FILM REVIEW: Underworld: Blood Wars
The vampire death-dealer Selene (Kate Beckinsale) has been hiding out from both her vampire brethren and their sworn enemies, the Lycans. When she is set upon by a Lycan gang, vampire friend and sidekick David (Theo James) helps her out of the sticky situation and drags her back into the centuries-old war. The vampire covens are clinging on at the edge of extinction thanks to a new wave of Lycan attacks. Both vampires and Lycans have new leaders; Semira (Lara Pulver) has the new seat on the vampire council and Marius (Tobias Menzies) is getting the Lycans organised. Both of them have got plans in mind for Selene.
For anyone who may have forgotten where we're up to in the surprisingly long-running series, there's a handy little prologue which covers all the salient points. As long as you've got a basic knowledge of who Selene has killed or loved in her time, you're probably going to be fine. The film also has a habit of reiterating any important points to make sure you can keep up.
Because keeping up is something you will have to do. There's a relentless pace to this film, one which fires you from plot point to vampire politics to Lycan mythology and then back out the other side. It's not really possible to dwell on any of the major silly moments because the film simply doesn't want you to. It also throws up plenty of twists, some more readily predictable than others, but there's enough surprise to keep you on the edge of guessing.
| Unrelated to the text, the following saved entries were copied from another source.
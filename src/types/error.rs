use thiserror::Error;

/// spendtrack error types
#[derive(Error, Debug)]
pub enum SpendtrackError {
    /// File I/O error
    #[error("io error: {0}")]
    Io(#[from] std::io::Error),

    /// Failed to read or write JSON
    #[error("json error: {0}")]
    Json(#[from] serde_json::Error),

    /// Store operation failed
    #[error("store error: {0}")]
    Store(String),

    /// No entry with the given id
    #[error("entry not found: {0}")]
    NotFound(String),

    /// Entry draft rejected at the boundary
    #[error("invalid entry: {0}")]
    Validation(#[from] ValidationError),

    /// Configuration error
    #[error("config error: {0}")]
    Config(String),
}

/// Reasons an entry draft is rejected before it reaches the store
#[derive(Error, Debug, Clone, PartialEq, Eq)]
pub enum ValidationError {
    #[error("{0} is required")]
    MissingField(&'static str),

    #[error("date `{0}` is not a valid YYYY-MM-DD calendar date")]
    InvalidDate(String),

    #[error("amount `{0}` is not a number")]
    InvalidAmount(String),

    #[error("amount `{0}` must not be negative")]
    NegativeAmount(String),
}

/// Result type alias for spendtrack
pub type Result<T> = std::result::Result<T, SpendtrackError>;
If the film has one big strength, it's in the action sequences, which have always been a highlight of the franchise. Director Anna Foerster cut her directing teeth on Outlander and Criminal Minds and acquits herself well on her feature film debut. The first set piece is a bit of a whirlwind of confusion, falling into the trap of not quite conveying where everyone involved is. However, as the film develops, the action sequences become more assured. The choreography is particularly inventive for the vampire characters, with all sorts of gymnastic leaping about, fencing, and gun play thrown in for good measure.
It's endearing how seriously everyone takes the silliness of Blood Wars. There's not one wink to camera, not one indication that anyone involved is rolling their eyes at having to come out with some of the more ridiculous lines. Beckinsale and James do a good job as the impossibly cheekboned heroes of the piece, but as ever, it seems like it's the villains who are having the most fun. Menzies puts on a growl of a voice that in any other franchise would stick out like a hammy sore thumb, but here it works. When Pulver carves her way through scenery with her cut-glass accent, it's done with absolute commitment. It's all completely daft, but it's all the more entertaining for it.
The Underworld franchise is one that knows its formula and knows how it works; Blood Wars wears its intention to conform on its sleeve, but has a blast doing it. Finding the balance between silly and entertaining is a notoriously tricky one to strike, but a blend of a cast in absolute sincerity and an enthusiastic but assured hand behind the camera ensures Blood Wars is a fitting continuation of the leather-clad series.